Posted: Nov 13, 2012 8:00 AM
Headaches can be extremely frustrating and sometimes debilitating for teens. Clues to the underlying causes often lie in your teen's daily habits of eating, sleeping and exercising. By keeping a headache diary, you'll be on your way to unraveling the mystery.

It's estimated that 20-30 percent of teens suffer from recurrent headaches. They can be altogether annoying and sometimes debilitating for an active teen trying to juggle their full schedules of school and extracurricular activities.

Half of these headaches are of the tension type — meaning they are of the constricting/dull/aching variety that puts pressure on the front and sides of the head. The other half are migraines that are more severe and are described as pounding/throbbing and are typically associated with other symptoms, such as: auras, nausea and/or vomiting.

In both cases, there are notable triggers that, once identified, can help adolescents avoid these frustrating headaches and welcome more headache free days.

Common headache triggers

  • Sleep deprivation: Remember teens need 8.5-9.5 hours per night.

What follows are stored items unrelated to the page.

//! End-to-end cycle behavior of the IMU acquisition node
//!
//! Drives `ImuAcquisition` through scripted sensor scenarios and audits the
//! host-visible contract: channel writes, lifecycle latching, and the
//! end-of-cycle event sweep.

use imu_source::acquisition::{ImuAcquisition, SensorState, AXIS_CHANNELS};
use imu_source::devices::imu::MockImu;
use imu_source::devices::traits::{AxesSample, NUM_AXES};
use imu_source::pipeline::{
    ChannelKind, ChannelRegistry, PipelineNode, SampleFrame, SpikeEvent, TtlEvent,
};

/// Snapshot the node's nine slots from the frame, in channel order
fn published(node: &ImuAcquisition<MockImu>, frame: &SampleFrame) -> [Option<f32>; NUM_AXES] {
    let mut values = [None; NUM_AXES];
    for (slot, value) in values.iter_mut().enumerate() {
        *value = frame.sample(node.channel(slot).unwrap());
    }
    values
}

#[test]
fn test_init_failures_produce_empty_cycles_then_recovery() {
    let mut imu = MockImu::with_init_failures(2);
    imu.push_sample(AxesSample::from([
        0.1, 0.2, 9.8, 0.01, 0.02, 0.03, 20.0, -5.0, 42.0,
    ]))
    .unwrap();

    let mut registry = ChannelRegistry::new();
    let mut node = ImuAcquisition::new(imu, &mut registry).unwrap();
    let mut frame = SampleFrame::new();

    // Cycles 1 and 2: handshake fails, nothing published, one attempt each
    for cycle in 1..=2 {
        frame.clear();
        node.on_cycle(&mut frame);
        assert_eq!(node.sensor_state(), SensorState::Uninitialized);
        assert_eq!(frame.written_count(), 0);
        assert_eq!(node.sensor().init_attempts(), cycle);
    }

    // Cycle 3: handshake succeeds and the same cycle publishes
    frame.clear();
    node.on_cycle(&mut frame);
    assert_eq!(node.sensor_state(), SensorState::Ready);
    assert_eq!(frame.written_count(), NUM_AXES);
    assert_eq!(node.sensor().init_attempts(), 3);

    let values = published(&node, &frame);
    assert!((values[0].unwrap() - 0.1).abs() < 1e-6);
    assert!((values[8].unwrap() - 42.0).abs() < 1e-6);

    // Cycle 4: no further handshake attempts once ready
    frame.clear();
    node.on_cycle(&mut frame);
    assert_eq!(node.sensor().init_attempts(), 3);
}

#[test]
fn test_ready_sensor_with_no_data_publishes_nothing() {
    // Empty script: initializes first try, then reports not-ready forever
    let mut registry = ChannelRegistry::new();
    let mut node = ImuAcquisition::new(MockImu::new(), &mut registry).unwrap();
    let mut frame = SampleFrame::new();

    for _ in 0..5 {
        frame.clear();
        node.on_cycle(&mut frame);
        assert_eq!(node.sensor_state(), SensorState::Ready);
        assert_eq!(frame.written_count(), 0);
    }

    assert_eq!(frame.event_sweeps(), 5);
    assert!(node.last_sample().is_none());
}

#[test]
fn test_consecutive_readings_publish_exactly() {
    let r1 = AxesSample::from([1.0, 2.0, 3.0, 4.0, 5.0, 6.0, 7.0, 8.0, 9.0]);
    let r2 = AxesSample::from([9.0, 8.0, 7.0, 6.0, 5.0, 4.0, 3.0, 2.0, 1.0]);

    let mut registry = ChannelRegistry::new();
    let mut node =
        ImuAcquisition::new(MockImu::with_samples(&[r1, r2]), &mut registry).unwrap();
    let mut frame = SampleFrame::new();

    node.on_cycle(&mut frame);
    let first = published(&node, &frame);
    for (value, expected) in first.iter().zip(r1.as_channel_values()) {
        assert_eq!(value.unwrap(), expected);
    }

    frame.clear();
    node.on_cycle(&mut frame);
    let second = published(&node, &frame);
    for (value, expected) in second.iter().zip(r2.as_channel_values()) {
        assert_eq!(value.unwrap(), expected);
    }
}

#[test]
fn test_event_sweep_runs_exactly_once_per_cycle() {
    let mut imu = MockImu::with_init_failures(1);
    imu.push_sample(AxesSample::default()).unwrap();
    imu.push_not_ready().unwrap();
    imu.push_bus_fault().unwrap();

    let mut registry = ChannelRegistry::new();
    let mut node = ImuAcquisition::new(imu, &mut registry).unwrap();
    let mut frame = SampleFrame::new();

    // Failed init, data, not-ready, bus fault: one sweep each
    for expected_sweeps in 1..=4 {
        frame.clear();
        node.on_cycle(&mut frame);
        assert_eq!(frame.event_sweeps(), expected_sweeps);
    }
}

#[test]
fn test_read_error_is_transient() {
    let good = AxesSample::from([1.0, 1.0, 1.0, 2.0, 2.0, 2.0, 3.0, 3.0, 3.0]);
    let later = AxesSample::from([4.0, 4.0, 4.0, 5.0, 5.0, 5.0, 6.0, 6.0, 6.0]);

    let mut imu = MockImu::new();
    imu.push_sample(good).unwrap();
    imu.push_bus_fault().unwrap();
    imu.push_sample(later).unwrap();

    let mut registry = ChannelRegistry::new();
    let mut node = ImuAcquisition::new(imu, &mut registry).unwrap();
    let mut frame = SampleFrame::new();

    node.on_cycle(&mut frame);
    assert_eq!(frame.written_count(), NUM_AXES);

    // Fault cycle: no writes, still ready, last sample untouched
    frame.clear();
    node.on_cycle(&mut frame);
    assert_eq!(frame.written_count(), 0);
    assert_eq!(node.sensor_state(), SensorState::Ready);
    assert_eq!(node.last_sample().unwrap().accel.x, 1.0);

    // Next good cycle publishes again
    frame.clear();
    node.on_cycle(&mut frame);
    assert_eq!(frame.written_count(), NUM_AXES);
    assert_eq!(node.last_sample().unwrap().accel.x, 4.0);
}

#[test]
fn test_no_data_cycle_leaves_existing_slots_alone() {
    let sample = AxesSample::from([1.0, 2.0, 3.0, 4.0, 5.0, 6.0, 7.0, 8.0, 9.0]);

    let mut imu = MockImu::new();
    imu.push_sample(sample).unwrap();
    imu.push_not_ready().unwrap();

    let mut registry = ChannelRegistry::new();
    let mut node = ImuAcquisition::new(imu, &mut registry).unwrap();
    let mut frame = SampleFrame::new();

    node.on_cycle(&mut frame);

    // Skip the host-side clear: a quiet cycle must not zero or overwrite
    node.on_cycle(&mut frame);
    let values = published(&node, &frame);
    for (slot, value) in values.iter().enumerate() {
        assert_eq!(value.unwrap(), (slot + 1) as f32);
    }
}

#[test]
fn test_event_hooks_pass_through() {
    let mut registry = ChannelRegistry::new();
    let mut node =
        ImuAcquisition::new(MockImu::with_samples(&[AxesSample::default()]), &mut registry)
            .unwrap();
    let mut frame = SampleFrame::new();
    node.on_cycle(&mut frame);

    let reads_before = node.sensor().read_calls();
    let mut document = imu_source::core::parameters::SettingsDocument::new();

    node.on_ttl_event(&TtlEvent {
        line: 2,
        state: true,
        sample_number: 1000,
    });
    node.on_spike(&SpikeEvent {
        channel: 7,
        sample_number: 2000,
    });
    node.on_broadcast("resync");
    node.update_settings();
    node.save_settings(&mut document);
    node.load_settings(&document);

    // Hooks neither touch the sensor nor record anything
    assert_eq!(node.sensor().read_calls(), reads_before);
    assert_eq!(node.sensor_state(), SensorState::Ready);
    assert!(node.last_sample().is_some());
    assert!(document.is_empty());
}

#[test]
fn test_channels_follow_the_axis_table() {
    let mut registry = ChannelRegistry::new();
    // Node channels sit after whatever the host registered before it
    registry.register("LFP 1", ChannelKind::Electrode).unwrap();
    registry.register("LFP 2", ChannelKind::Electrode).unwrap();

    let node = ImuAcquisition::new(MockImu::new(), &mut registry).unwrap();

    assert_eq!(registry.count(), 2 + NUM_AXES);
    for (slot, (label, _)) in AXIS_CHANNELS.iter().enumerate() {
        let index = node.channel(slot).unwrap();
        assert_eq!(index.slot(), 2 + slot);
        let descriptor = registry.get(index.slot()).unwrap();
        assert_eq!(descriptor.label, *label);
        assert_eq!(descriptor.kind, ChannelKind::Imu);
    }
}
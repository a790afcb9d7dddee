//! Per-cycle sample frame
//!
//! One `SampleFrame` is shared by the host with every node during a cycle.
//! Slots hold `Option<f32>` so downstream consumers can tell "no new sample
//! this cycle" apart from a genuine zero. The host clears the slots between
//! cycles; nodes only ever write.

use super::channel::{ChannelIndex, MAX_CHANNELS};

/// Sample buffer for a single acquisition cycle
pub struct SampleFrame {
    /// One slot per registered channel, `None` until written this cycle
    slots: [Option<f32>; MAX_CHANNELS],
    /// Number of event sweeps requested since construction
    event_sweeps: u32,
}

impl SampleFrame {
    /// Create a frame with all slots empty
    pub fn new() -> Self {
        Self {
            slots: [None; MAX_CHANNELS],
            event_sweeps: 0,
        }
    }

    /// Write one value into a channel slot for the current cycle
    pub fn write_sample(&mut self, index: ChannelIndex, value: f32) {
        if let Some(slot) = self.slots.get_mut(index.slot()) {
            *slot = Some(value);
        }
    }

    /// Value written to a slot this cycle, if any
    pub fn sample(&self, index: ChannelIndex) -> Option<f32> {
        self.slots.get(index.slot()).copied().flatten()
    }

    /// Number of slots written this cycle
    pub fn written_count(&self) -> usize {
        self.slots.iter().filter(|slot| slot.is_some()).count()
    }

    /// Reset all slots for the next cycle
    ///
    /// The sweep counter is cumulative and survives clearing.
    pub fn clear(&mut self) {
        self.slots = [None; MAX_CHANNELS];
    }

    /// Process pending discrete events now
    ///
    /// Nodes call this exactly once at the end of every cycle, regardless of
    /// whether they produced samples. The frame counts invocations so hosts
    /// and tests can audit that property.
    pub fn process_events(&mut self) {
        self.event_sweeps += 1;
    }

    /// Total number of event sweeps since construction
    pub fn event_sweeps(&self) -> u32 {
        self.event_sweeps
    }
}

impl Default for SampleFrame {
    fn default() -> Self {
        Self::new()
    }
}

With their natural inclination to stay up later and sleep in, missed sleep is a frequent headache trigger.
  • Dehydration: I see this a lot too. Teens forget to drink water throughout their busy day.
  • Too much screen time: With computers, iPads, and iPhones taking over our teens' media landscape — staring into a blue screen can trigger headaches. Not to mention the flashing lights and loud sounds of video games.
  • Stress: Both emotional and physical stressors take their toll on teens. Make sure you remind them to have some downtime during the day. They need it.
  • Vision problems: Something as simple as being near-sighted can cause headaches. Have your teen's vision tested if you're concerned about this.
  • Skipped meals: Adolescents are notorious for going all day without eating. They come home from school ravenous and wonder why their head is pounding. Encourage them to eat breakfast and bring along some healthy snacks to school.
  • Alcohol/tobacco/caffeine: When it comes to these big three, what you put in your body does matter. Too much caffeine (either in the form of coffee or caffeinated energy drinks) can trigger headaches. As can smoking and drinking alcohol.
  • For girls: Changes in hormones during menstruation can also trigger headaches.

In addition to the above, infections such as strep throat, colds and the flu can all induce headaches. Obesity and lack of exercise has also been shown to be correlated with an increased incidence of them.

Keeping a diary

With all the potential headache triggers, it's easy to see how a headache diary could prove useful. Have a notebook where your teen can jot down when the headache occurred. How long it lasted. What was done (if anything) to make it better. Remind her to include how she slept the previous night, what she ate that day and if she drank enough water.

Include how it felt and where on the head it occurred. Were there any associated symptoms? Did the headache follow an injury? By keeping this diary, patterns may emerge and you'll be one step closer to helping your teen say goodbye to headaches.

Red flags

While most headaches are nothing serious to worry about — it's important to know reasons to investigate further and seek medical attention:

  • Frequent headaches (occurring weekly). Even if they are mild, they should be thoroughly evaluated.
  • Headaches that are severe — the worst of my life types — and/or that don't go away easily.
  • Headaches that wake up your child due to pain or a child who wakes up with a headache.
  • One that follows a head injury.
  • One that is associated with seizures.
  • Occurs in conjunction with recurrent vomiting, dizziness, coordination problems or other neurological symptoms.

Dr. MOm's Bottom Line^Headaches in teens are extremely common. Most can be treated by determining their triggers and fine tuning their eating, sleeping and exercise habits. If you're ever worried about your teen's headaches, it's always best to have them evaluated by their healthcare provider.